YOUR GOAL
Give back the entries exactly, ending with the "replay the day." line.

SUPPLIED DATA
• • • •

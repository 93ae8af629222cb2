use std::fs;
use std::path::{Path, PathBuf};

use serde::Serialize;

use lemonstand_core::plan::DayPlan;
use lemonstand_core::stand::DayConditions;

/// One broken invariant, with enough context to replay the day.
#[derive(Debug, Clone, PartialEq, Serialize)]
pub struct ViolationReport {
    pub seed: u32,
    pub day: u32,
    pub invariant: String,
    pub detail: String,
    pub conditions: DayConditions,
    pub plan: DayPlan,
}

#[derive(Debug, Default)]
pub struct DiagnosticsCollector {
    reports: Vec<ViolationReport>,
    rendered: Vec<String>,
}

impl DiagnosticsCollector {
    pub fn new() -> Self {
        Self::default()
    }

    /// Stores the report and returns its YAML rendering.
    pub fn record(&mut self, report: ViolationReport) -> Result<String, serde_yaml::Error> {
        let yaml = serde_yaml::to_string(&report)?;
        self.reports.push(report);
        self.rendered.push(yaml.clone());
        Ok(yaml)
    }

    pub fn reports(&self) -> &[ViolationReport] {
        &self.reports
    }

    pub fn is_empty(&self) -> bool {
        self.reports.is_empty()
    }

    /// Writes every report as `violation_<seed>_<day>.yaml` under `dir`.
    pub fn write_to(&self, dir: &Path) -> std::io::Result<Vec<PathBuf>> {
        fs::create_dir_all(dir)?;
        let mut written = Vec::with_capacity(self.reports.len());
        for (report, yaml) in self.reports.iter().zip(&self.rendered) {
            let path = dir.join(format!("violation_{}_{}.yaml", report.seed, report.day));
            fs::write(&path, yaml)?;
            written.push(path);
        }
        Ok(written)
    }
}

#[cfg(test)]
mod tests {
    use super::*;
    use lemonstand_core::plan::{PurchaseOrder, Recipe};
    use lemonstand_core::pricing::PriceList;
    use lemonstand_core::weather::{Weather, WeatherKind};

    fn report() -> ViolationReport {
        ViolationReport {
            seed: 9,
            day: 4,
            invariant: "cash_conservation".into(),
            detail: "off by 0.5".into(),
            conditions: DayConditions {
                weather: Weather::new(WeatherKind::Mild, 75),
                prices: PriceList::baseline(),
            },
            plan: DayPlan::new(0.3, PurchaseOrder::new(1, 1, 1, 1), Recipe::default()).unwrap(),
        }
    }

    #[test]
    fn records_yaml() {
        let mut diagnostics = DiagnosticsCollector::new();
        assert!(diagnostics.is_empty());
        let yaml = diagnostics.record(report()).unwrap();
        assert!(yaml.contains("invariant: cash_conservation"));
        assert!(yaml.contains("kind: Mild"));
        assert_eq!(diagnostics.reports().len(), 1);
    }
}
pub mod diagnostics;
pub mod error;
pub mod runtime;

pub use diagnostics::{DiagnosticsCollector, ViolationReport};
pub use error::EngineError;
// Re-export the runtime functions so frontends can simply do:
pub use runtime::{run_fuzz_mode, run_simulation_mode, FuzzReport, RunReport, SimulationOverrides};
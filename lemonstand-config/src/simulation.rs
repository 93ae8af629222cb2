//! Run parameters: seed, length, opening balance and overnight spoilage.

use serde::{Deserialize, Serialize};
use validator::Validate;

#[derive(Debug, Serialize, Deserialize, Validate, Clone, PartialEq)]
pub struct SimulationConfig {
    /// Seed for the random stream. Zero is remapped by the stream itself.
    #[serde(default = "default_seed")]
    pub seed: u32,

    /// Days to play.
    #[validate(range(min = 1, max = 36_500))]
    #[serde(default = "default_days")]
    pub days: u32,

    /// Opening balance in dollars.
    #[validate(range(min = 0.0, max = 1_000_000_000.0))]
    #[serde(default = "default_starting_cash")]
    pub starting_cash: f64,

    /// Price per unit before any plan has been settled.
    #[validate(range(exclusive_min = 0.0, max = 1_000.0))]
    #[serde(default = "default_starting_price")]
    pub starting_price: f64,

    /// Share of ice lost at close.
    #[validate(range(min = 0.0, max = 1.0))]
    #[serde(default = "default_spoilage_fraction")]
    pub spoilage_fraction: f64,
}

fn default_seed() -> u32 {
    42
}

fn default_days() -> u32 {
    30
}

fn default_starting_cash() -> f64 {
    20.0
}

fn default_starting_price() -> f64 {
    0.25
}

fn default_spoilage_fraction() -> f64 {
    1.0
}

impl Default for SimulationConfig {
    fn default() -> Self {
        Self {
            seed: default_seed(),
            days: default_days(),
            starting_cash: default_starting_cash(),
            starting_price: default_starting_price(),
            spoilage_fraction: default_spoilage_fraction(),
        }
    }
}

#[cfg(test)]
mod tests {
    use super::*;

    #[test]
    fn default_simulation_config_is_valid() {
        SimulationConfig::default()
            .validate()
            .expect("Default config should be valid");
    }

    #[test]
    fn out_of_range_values_are_rejected() {
        let mut config = SimulationConfig::default();
        config.spoilage_fraction = 1.5;
        assert!(config.validate().is_err());

        let mut config = SimulationConfig::default();
        config.starting_price = 0.0;
        assert!(config.validate().is_err());

        let mut config = SimulationConfig::default();
        config.starting_cash = -1.0;
        assert!(config.validate().is_err());

        let mut config = SimulationConfig::default();
        config.days = 0;
        assert!(config.validate().is_err());
    }
}
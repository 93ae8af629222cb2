//! Seeded random policy for fuzzing.
//!
//! Draws from its own `SmallRng`, never from the engine's stream, so plugging it
//! in does not disturb the weather or sales sequence. Orders are deliberately
//! unconstrained by cash to exercise the settlement rejection path.

use std::num::NonZeroU32;

use rand::rngs::SmallRng;
use rand::{Rng, SeedableRng};

use lemonstand_core::plan::{DayPlan, PurchaseOrder, Recipe};
use lemonstand_core::pricing::PriceList;
use lemonstand_core::stand::StandState;
use lemonstand_core::weather::Weather;

use super::DecisionPolicy;

#[derive(Debug, Clone)]
pub struct RandomPolicy {
    rng: SmallRng,
    recipe_change_probability: f64,
}

impl RandomPolicy {
    pub fn new(seed: u64) -> Self {
        Self {
            rng: SmallRng::seed_from_u64(seed),
            recipe_change_probability: 0.2,
        }
    }

    fn random_recipe(&mut self, current: &Recipe) -> Recipe {
        Recipe::new(
            self.rng.random_range(0..=8),
            self.rng.random_range(0..=8),
            self.rng.random_range(0..=6),
            self.rng.random_range(1..=20),
        )
        .unwrap_or(*current)
    }
}

impl DecisionPolicy for RandomPolicy {
    fn plan(
        &mut self,
        state: &StandState,
        _weather: &Weather,
        _prices: &PriceList,
        _day: u32,
    ) -> DayPlan {
        let recipe = if self.rng.random_bool(self.recipe_change_probability) {
            self.random_recipe(state.recipe())
        } else {
            *state.recipe()
        };
        let order = PurchaseOrder::new(
            self.rng.random_range(0..=24),
            self.rng.random_range(0..=16),
            self.rng.random_range(0..=400),
            self.rng.random_range(0..=100),
        );
        let cents = NonZeroU32::new(self.rng.random_range(5..=80)).unwrap_or(NonZeroU32::MIN);
        DayPlan::from_cents(cents, order, recipe)
    }
}
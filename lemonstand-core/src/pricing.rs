//! Daily ingredient price lists.

use std::fmt;

use serde::{Deserialize, Serialize};

use crate::money::round_to;
use crate::rng::RandomStream;

/// Baseline price and relative variance for one ingredient.
#[derive(Debug, Clone, Copy)]
struct Baseline {
    price: f64,
    variance: f64,
}

const LEMON: Baseline = Baseline {
    price: 0.05,
    variance: 0.25,
};
const SUGAR: Baseline = Baseline {
    price: 0.07,
    variance: 0.25,
};
const ICE: Baseline = Baseline {
    price: 0.01,
    variance: 0.30,
};
const CUP: Baseline = Baseline {
    price: 0.02,
    variance: 0.25,
};

impl Baseline {
    fn perturb(self, rng: &mut RandomStream) -> f64 {
        let factor = 1.0 + rng.uniform(-self.variance, self.variance);
        round_to(self.price * factor, 3)
    }
}

/// Per-unit ingredient costs for one day.
#[derive(Debug, Clone, Copy, PartialEq, Serialize, Deserialize)]
pub struct PriceList {
    pub lemon: f64,
    pub sugar: f64,
    pub ice: f64,
    pub cup: f64,
}

impl PriceList {
    pub fn new(lemon: f64, sugar: f64, ice: f64, cup: f64) -> Self {
        Self {
            lemon,
            sugar,
            ice,
            cup,
        }
    }

    /// The unperturbed baseline prices.
    pub fn baseline() -> Self {
        Self::new(LEMON.price, SUGAR.price, ICE.price, CUP.price)
    }

    /// Draws today's prices: lemon, sugar, ice, cup, one uniform each, in that order.
    pub fn generate(rng: &mut RandomStream) -> Self {
        let lemon = LEMON.perturb(rng);
        let sugar = SUGAR.perturb(rng);
        let ice = ICE.perturb(rng);
        let cup = CUP.perturb(rng);
        Self {
            lemon,
            sugar,
            ice,
            cup,
        }
    }
}

impl fmt::Display for PriceList {
    fn fmt(&self, f: &mut fmt::Formatter<'_>) -> fmt::Result {
        write!(
            f,
            "lemon ${:.3}, sugar ${:.3}, ice ${:.3}, cup ${:.3}",
            self.lemon, self.sugar, self.ice, self.cup
        )
    }
}

#[cfg(test)]
mod tests {
    use super::*;

    fn within(value: f64, base: Baseline) -> bool {
        // Rounding to 3 decimals can push a value half a mill past the bound.
        let low = base.price * (1.0 - base.variance) - 0.0005;
        let high = base.price * (1.0 + base.variance) + 0.0005;
        (low..=high).contains(&value)
    }

    #[test]
    fn test_generated_prices_are_bounded() {
        let mut rng = RandomStream::new(123);
        for _ in 0..5_000 {
            let prices = PriceList::generate(&mut rng);
            assert!(within(prices.lemon, LEMON));
            assert!(within(prices.sugar, SUGAR));
            assert!(within(prices.ice, ICE));
            assert!(within(prices.cup, CUP));
        }
    }

    #[test]
    fn test_prices_rounded_to_three_decimals() {
        let mut rng = RandomStream::new(77);
        for _ in 0..500 {
            let prices = PriceList::generate(&mut rng);
            for value in [prices.lemon, prices.sugar, prices.ice, prices.cup] {
                let scaled = value * 1000.0;
                assert!((scaled - scaled.round()).abs() < 1e-6);
            }
        }
    }

    #[test]
    fn test_generate_consumes_four_draws() {
        let mut a = RandomStream::new(8);
        let mut b = RandomStream::new(8);
        PriceList::generate(&mut a);
        for _ in 0..4 {
            b.next_u32();
        }
        assert_eq!(a, b);
    }
}
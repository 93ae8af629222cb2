//! ## lemonstand-telemetry::logging
//! **Structured logging with tracing and OpenTelemetry attributes**
//!
//! `RUST_LOG` wins over the configured level when both are present.

use opentelemetry::KeyValue;
use tracing::{debug, info_span};
use tracing_subscriber::fmt::format::FmtSpan;
use tracing_subscriber::{fmt, EnvFilter};

#[derive(Clone)]
pub struct EventLogger;

impl EventLogger {
    /// Installs the global fmt subscriber. An already installed subscriber is kept.
    pub fn init(default_level: &str) {
        let filter =
            EnvFilter::try_from_default_env().unwrap_or_else(|_| EnvFilter::new(default_level));
        if let Err(e) = fmt()
            .with_env_filter(filter)
            .with_target(false)
            .with_span_events(FmtSpan::NONE)
            .try_init()
        {
            debug!(error = %e, "Subscriber already installed, keeping it");
        }
    }

    /// Emits one run-level event, e.g. a finished run or a fuzz violation.
    #[inline]
    pub fn log_event(event_type: &str, metadata: Vec<KeyValue>) {
        let span = info_span!("stand_event", event_type = event_type, otel.kind = "INTERNAL");
        let _entered = span.enter();
        let attributes: Vec<String> = metadata
            .iter()
            .map(|kv| format!("{}={}", kv.key, kv.value))
            .collect();
        tracing::info!(metadata = ?attributes, "Stand event recorded");
    }
}

#[cfg(test)]
mod tests {
    use super::*;
    use tracing_test::traced_test;

    #[traced_test]
    #[test]
    fn test_logging() {
        EventLogger::log_event(
            "run_finished",
            vec![KeyValue::new("days", 30), KeyValue::new("seed", "42")],
        );
        assert!(logs_contain("Stand event recorded"));
        assert!(logs_contain("days=30"));
    }

    #[traced_test]
    #[test]
    fn test_second_init_keeps_existing_subscriber() {
        EventLogger::init("info");
        EventLogger::init("debug");
        assert!(logs_contain("Subscriber already installed"));
    }
}
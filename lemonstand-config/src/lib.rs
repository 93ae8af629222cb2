//! # Lemonstand Configuration
//!
//! Layered configuration for a simulation run.
//!
//! Hierarchy, later layers overriding earlier ones:
//! 1. Built-in defaults
//! 2. `config/lemonstand.yaml`
//! 3. `config/<LEMONSTAND_ENV>.yaml` (`LEMONSTAND_ENV` defaults to `default`)
//! 4. `LEMONSTAND_*` environment variables, `__` separating nested keys
//!    (e.g. `LEMONSTAND_SIMULATION__SEED=7`)

#![warn(unsafe_code)]
#![deny(rustdoc::broken_intra_doc_links)]

use std::path::{Path, PathBuf};

use figment::{
    providers::{Env, Format, Serialized, Yaml},
    Figment,
};
use serde::{Deserialize, Serialize};
use tracing::debug;
use validator::Validate;

use lemonstand_core::stand::StandState;

mod error;
mod simulation;
mod stand;
mod telemetry;
mod validation;

pub use error::ConfigError;
pub use simulation::SimulationConfig;
pub use stand::{DemandConfig, RecipeConfig};
pub use telemetry::TelemetryConfig;

const BASE_FILE: &str = "config/lemonstand.yaml";
const ENV_PREFIX: &str = "LEMONSTAND_";

/// Top-level configuration container.
#[derive(Debug, Serialize, Deserialize, Validate, Default, Clone, PartialEq)]
pub struct StandConfig {
    #[validate(nested)]
    #[serde(default)]
    pub simulation: SimulationConfig,

    #[validate(nested)]
    #[serde(default)]
    pub recipe: RecipeConfig,

    #[validate(nested)]
    #[serde(default)]
    pub demand: DemandConfig,

    #[validate(nested)]
    #[serde(default)]
    pub telemetry: TelemetryConfig,
}

impl StandConfig {
    /// Load configuration from the default files and the environment.
    pub fn load() -> Result<Self, ConfigError> {
        let mut figment = Figment::from(Serialized::defaults(StandConfig::default()));

        if Path::new(BASE_FILE).exists() {
            figment = figment.merge(Yaml::file(BASE_FILE));
        } else {
            debug!("{BASE_FILE} not found, using default configuration");
        }

        let env = std::env::var("LEMONSTAND_ENV").unwrap_or_else(|_| "default".into());
        let env_file = format!("config/{}.yaml", env);
        if Path::new(&env_file).exists() {
            figment = figment.merge(Yaml::file(env_file));
        }

        Self::finish(figment)
    }

    /// Load configuration from a specific file, still honouring the environment.
    pub fn load_from_path<P: AsRef<Path>>(path: P) -> Result<Self, ConfigError> {
        let path = path.as_ref();
        if !path.exists() {
            return Err(ConfigError::FileNotFound(PathBuf::from(path)));
        }

        let figment =
            Figment::from(Serialized::defaults(StandConfig::default())).merge(Yaml::file(path));
        Self::finish(figment)
    }

    fn finish(figment: Figment) -> Result<Self, ConfigError> {
        figment
            .merge(Env::prefixed(ENV_PREFIX).split("__"))
            .extract()
            .map_err(ConfigError::from)
            .and_then(|config: Self| {
                config.validate()?;
                Ok(config)
            })
    }

    /// Opening state of the stand: cash, recipe and price, empty inventory.
    pub fn starting_state(&self) -> Result<StandState, ConfigError> {
        let recipe = self.recipe.to_recipe()?;
        Ok(StandState::new(
            self.simulation.starting_cash,
            recipe,
            self.simulation.starting_price,
        ))
    }
}

#[cfg(test)]
mod tests {
    use super::*;
    use figment::Jail;

    #[test]
    fn full_config_validation() {
        let config = StandConfig::default();
        config.validate().expect("Default config should validate");
    }

    #[test]
    fn defaults_without_files() {
        Jail::expect_with(|_jail| {
            let config = StandConfig::load().map_err(|e| e.to_string())?;
            assert_eq!(config, StandConfig::default());
            Ok(())
        });
    }

    #[test]
    fn file_then_environment_override() {
        Jail::expect_with(|jail| {
            jail.create_dir("config")?;
            jail.create_file(
                "config/lemonstand.yaml",
                "simulation:\n  seed: 7\n  days: 10\nrecipe:\n  units_per_batch: 8\n",
            )?;
            jail.create_file("config/staging.yaml", "simulation:\n  days: 14\n")?;
            jail.set_env("LEMONSTAND_ENV", "staging");
            jail.set_env("LEMONSTAND_SIMULATION__SEED", "99");

            let config = StandConfig::load().map_err(|e| e.to_string())?;
            assert_eq!(config.simulation.seed, 99);
            assert_eq!(config.simulation.days, 14);
            assert_eq!(config.recipe.units_per_batch, 8);
            assert_eq!(config.recipe.lemons_per_batch, 6);
            Ok(())
        });
    }

    #[test]
    fn invalid_values_fail_validation() {
        Jail::expect_with(|jail| {
            jail.create_file("stand.yaml", "simulation:\n  spoilage_fraction: 2.0\n")?;
            let err = StandConfig::load_from_path("stand.yaml").unwrap_err();
            assert!(matches!(err, ConfigError::Validation(_)));
            assert!(err.to_string().contains("spoilage_fraction"));
            Ok(())
        });
    }

    #[test]
    fn missing_file_is_reported() {
        let err = StandConfig::load_from_path("does/not/exist.yaml").unwrap_err();
        assert!(matches!(err, ConfigError::FileNotFound(_)));
    }

    #[test]
    fn starting_state_uses_configured_values() {
        let mut config = StandConfig::default();
        config.simulation.starting_cash = 12.5;
        config.simulation.starting_price = 0.4;
        config.recipe.units_per_batch = 10;
        let state = config.starting_state().unwrap();
        assert_eq!(state.cash(), 12.5);
        assert_eq!(state.price(), 0.4);
        assert_eq!(state.recipe().units_per_batch(), 10);
        assert!(state.history().is_empty());
    }
}
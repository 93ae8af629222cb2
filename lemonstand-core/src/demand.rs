//! ## lemonstand-core::demand
//! **Customer traffic and price elasticity**
//!
//! Traffic is baseline footfall scaled by the weather multiplier plus Gaussian
//! noise. Each customer then buys with a logistic probability centred on the
//! reference price, nudged up in good weather.

use serde::{Deserialize, Serialize};

use crate::rng::RandomStream;
use crate::weather::Weather;

/// Tunable demand parameters.
#[derive(Debug, Clone, Copy, PartialEq, Serialize, Deserialize)]
pub struct DemandModel {
    /// Expected customers on a day with multiplier 1.0.
    pub base_traffic: f64,
    /// Standard deviation of the traffic noise.
    pub traffic_stdev: f64,
    /// Price at which the logistic curve crosses one half.
    pub reference_price: f64,
    /// Steepness of the logistic curve.
    pub elasticity: f64,
}

impl Default for DemandModel {
    fn default() -> Self {
        Self {
            base_traffic: 60.0,
            traffic_stdev: 8.0,
            reference_price: 0.25,
            elasticity: 3.0,
        }
    }
}

impl DemandModel {
    /// Number of passers-by today. Consumes two draws.
    pub fn customer_traffic(&self, weather: &Weather, rng: &mut RandomStream) -> u32 {
        let noise = rng.normal(0.0, self.traffic_stdev);
        let customers = (self.expected_traffic(weather) + noise).round();
        customers.max(0.0) as u32
    }

    /// Noise-free traffic, for planning.
    pub fn expected_traffic(&self, weather: &Weather) -> f64 {
        self.base_traffic * weather.demand_multiplier()
    }

    /// Probability that a single customer buys at `price`.
    pub fn buy_probability(&self, price: f64, weather: &Weather) -> f64 {
        let x = price / self.reference_price - 1.0;
        let logistic = 1.0 / (1.0 + (self.elasticity * x).exp());
        let weather_boost = 0.65 + 0.35 * weather.demand_multiplier();
        (logistic * weather_boost).min(1.0).clamp(0.0, 1.0)
    }
}
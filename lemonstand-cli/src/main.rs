//! ## lemonstand-cli
//! **Command-line front end for the lemonade stand simulation**
//!
//! `simulate` plays a seeded run with the greedy policy and prints the totals and
//! fingerprint. `fuzz` drives many seeds with random plans and reports any
//! broken invariant.

use clap::Parser;

mod commands;

use commands::Cli;

fn main() -> anyhow::Result<()> {
    let cli = Cli::parse();
    commands::run_command(cli)
}
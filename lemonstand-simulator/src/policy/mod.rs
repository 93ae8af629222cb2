//! Decision policies.
//!
//! A policy is called once per simulated day with a read-only view of the stand
//! and the day's conditions, and answers with a `DayPlan`. Anything a policy
//! remembers between days lives in the policy itself.

mod greedy;
mod random;

pub use greedy::GreedyPolicy;
pub use random::RandomPolicy;

use lemonstand_core::plan::DayPlan;
use lemonstand_core::pricing::PriceList;
use lemonstand_core::stand::StandState;
use lemonstand_core::weather::Weather;

pub trait DecisionPolicy {
    /// Chooses price, purchases and recipe for `day` (1-based).
    fn plan(
        &mut self,
        state: &StandState,
        weather: &Weather,
        prices: &PriceList,
        day: u32,
    ) -> DayPlan;
}

impl<F> DecisionPolicy for F
where
    F: FnMut(&StandState, &Weather, &PriceList, u32) -> DayPlan,
{
    fn plan(
        &mut self,
        state: &StandState,
        weather: &Weather,
        prices: &PriceList,
        day: u32,
    ) -> DayPlan {
        self(state, weather, prices, day)
    }
}
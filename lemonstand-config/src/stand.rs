//! Recipe and demand parameters, and their conversion into core types.

use serde::{Deserialize, Serialize};
use validator::Validate;

use lemonstand_core::demand::DemandModel;
use lemonstand_core::plan::Recipe;
use lemonstand_core::PlanError;

/// Opening recipe. Plans may replace it from day one.
#[derive(Debug, Serialize, Deserialize, Validate, Clone, PartialEq)]
pub struct RecipeConfig {
    #[serde(default = "default_lemons")]
    pub lemons_per_batch: u32,

    #[serde(default = "default_sugar")]
    pub sugar_per_batch: u32,

    #[serde(default = "default_ice")]
    pub ice_per_unit: u32,

    #[validate(range(min = 1))]
    #[serde(default = "default_units")]
    pub units_per_batch: u32,
}

fn default_lemons() -> u32 {
    6
}
fn default_sugar() -> u32 {
    4
}
fn default_ice() -> u32 {
    4
}
fn default_units() -> u32 {
    12
}

impl Default for RecipeConfig {
    fn default() -> Self {
        Self {
            lemons_per_batch: default_lemons(),
            sugar_per_batch: default_sugar(),
            ice_per_unit: default_ice(),
            units_per_batch: default_units(),
        }
    }
}

impl RecipeConfig {
    pub fn to_recipe(&self) -> Result<Recipe, PlanError> {
        Recipe::new(
            self.lemons_per_batch,
            self.sugar_per_batch,
            self.ice_per_unit,
            self.units_per_batch,
        )
    }
}

/// Customer traffic and price sensitivity.
#[derive(Debug, Serialize, Deserialize, Validate, Clone, PartialEq)]
pub struct DemandConfig {
    #[validate(range(min = 0.0, max = 100_000.0))]
    #[serde(default = "default_base_traffic")]
    pub base_traffic: f64,

    #[validate(range(min = 0.0, max = 100_000.0))]
    #[serde(default = "default_traffic_stdev")]
    pub traffic_stdev: f64,

    #[validate(range(exclusive_min = 0.0, max = 1_000.0))]
    #[serde(default = "default_reference_price")]
    pub reference_price: f64,

    #[validate(range(min = 0.0, max = 100.0))]
    #[serde(default = "default_elasticity")]
    pub elasticity: f64,
}

fn default_base_traffic() -> f64 {
    DemandModel::default().base_traffic
}
fn default_traffic_stdev() -> f64 {
    DemandModel::default().traffic_stdev
}
fn default_reference_price() -> f64 {
    DemandModel::default().reference_price
}
fn default_elasticity() -> f64 {
    DemandModel::default().elasticity
}

impl Default for DemandConfig {
    fn default() -> Self {
        Self {
            base_traffic: default_base_traffic(),
            traffic_stdev: default_traffic_stdev(),
            reference_price: default_reference_price(),
            elasticity: default_elasticity(),
        }
    }
}

impl From<&DemandConfig> for DemandModel {
    fn from(config: &DemandConfig) -> Self {
        Self {
            base_traffic: config.base_traffic,
            traffic_stdev: config.traffic_stdev,
            reference_price: config.reference_price,
            elasticity: config.elasticity,
        }
    }
}
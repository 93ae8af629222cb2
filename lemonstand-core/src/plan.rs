//! Recipes, purchase orders and the per-day plan a policy hands to the engine.

use std::num::NonZeroU32;

use serde::Serialize;

use crate::error::PlanError;
use crate::pricing::PriceList;

/// Ingredient ratios for brewing. Effective for one day's production.
#[derive(Debug, Clone, Copy, PartialEq, Eq, Serialize)]
pub struct Recipe {
    lemons_per_batch: u32,
    sugar_per_batch: u32,
    ice_per_unit: u32,
    units_per_batch: u32,
}

impl Recipe {
    pub fn new(
        lemons_per_batch: u32,
        sugar_per_batch: u32,
        ice_per_unit: u32,
        units_per_batch: u32,
    ) -> Result<Self, PlanError> {
        if units_per_batch == 0 {
            return Err(PlanError::ZeroYield);
        }
        Ok(Self {
            lemons_per_batch,
            sugar_per_batch,
            ice_per_unit,
            units_per_batch,
        })
    }

    pub fn lemons_per_batch(&self) -> u32 {
        self.lemons_per_batch
    }

    pub fn sugar_per_batch(&self) -> u32 {
        self.sugar_per_batch
    }

    pub fn ice_per_unit(&self) -> u32 {
        self.ice_per_unit
    }

    pub fn units_per_batch(&self) -> u32 {
        self.units_per_batch
    }

    /// Ingredient cost of a single served unit at `prices`, batch cost spread over the yield.
    pub fn unit_cost(&self, prices: &PriceList) -> f64 {
        let batch = f64::from(self.lemons_per_batch) * prices.lemon
            + f64::from(self.sugar_per_batch) * prices.sugar;
        batch / f64::from(self.units_per_batch)
            + f64::from(self.ice_per_unit) * prices.ice
            + prices.cup
    }
}

impl Default for Recipe {
    /// 6 lemons and 4 sugar per 12-unit batch, 4 ice per unit.
    fn default() -> Self {
        Self {
            lemons_per_batch: 6,
            sugar_per_batch: 4,
            ice_per_unit: 4,
            units_per_batch: 12,
        }
    }
}

/// Quantities of each ingredient to buy before opening.
#[derive(Debug, Clone, Copy, Default, PartialEq, Eq, Serialize)]
pub struct PurchaseOrder {
    pub lemons: u32,
    pub sugar: u32,
    pub ice: u32,
    pub cups: u32,
}

impl PurchaseOrder {
    pub fn new(lemons: u32, sugar: u32, ice: u32, cups: u32) -> Self {
        Self {
            lemons,
            sugar,
            ice,
            cups,
        }
    }

    /// Order total at `prices`.
    pub fn cost(&self, prices: &PriceList) -> f64 {
        f64::from(self.lemons) * prices.lemon
            + f64::from(self.sugar) * prices.sugar
            + f64::from(self.ice) * prices.ice
            + f64::from(self.cups) * prices.cup
    }
}

/// Price, purchases and recipe for one day. Consumed once by the engine.
#[derive(Debug, Clone, Copy, PartialEq, Serialize)]
pub struct DayPlan {
    price: f64,
    order: PurchaseOrder,
    recipe: Recipe,
}

impl DayPlan {
    pub fn new(price: f64, order: PurchaseOrder, recipe: Recipe) -> Result<Self, PlanError> {
        if !price.is_finite() || price <= 0.0 {
            return Err(PlanError::InvalidPrice(price));
        }
        Ok(Self {
            price,
            order,
            recipe,
        })
    }

    /// Builds a plan from a whole-cent price, which is positive by construction.
    pub fn from_cents(cents: NonZeroU32, order: PurchaseOrder, recipe: Recipe) -> Self {
        Self {
            price: f64::from(cents.get()) / 100.0,
            order,
            recipe,
        }
    }

    pub fn price(&self) -> f64 {
        self.price
    }

    pub fn order(&self) -> &PurchaseOrder {
        &self.order
    }

    pub fn recipe(&self) -> &Recipe {
        &self.recipe
    }

    /// Same price and recipe with nothing purchased.
    pub fn without_purchases(&self) -> Self {
        Self {
            order: PurchaseOrder::default(),
            ..*self
        }
    }
}
//! Custom validation functions for configuration.

use validator::ValidationError;

const LOG_LEVELS: [&str; 5] = ["trace", "debug", "info", "warn", "error"];

/// Validate a tracing level name.
pub fn validate_log_level(level: &str) -> Result<(), ValidationError> {
    if LOG_LEVELS.contains(&level.to_lowercase().as_str()) {
        Ok(())
    } else {
        Err(ValidationError::new("invalid_log_level"))
    }
}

• • • •

YOUR RESPONSE
repository 93ae8af629222cb2
use std::fs;
use std::path::{Path, PathBuf};

use serde::Serialize;

use lemonstand_core::plan::DayPlan;
use lemonstand_core::stand::DayConditions;

/// One broken invariant, with enough context to replay the day.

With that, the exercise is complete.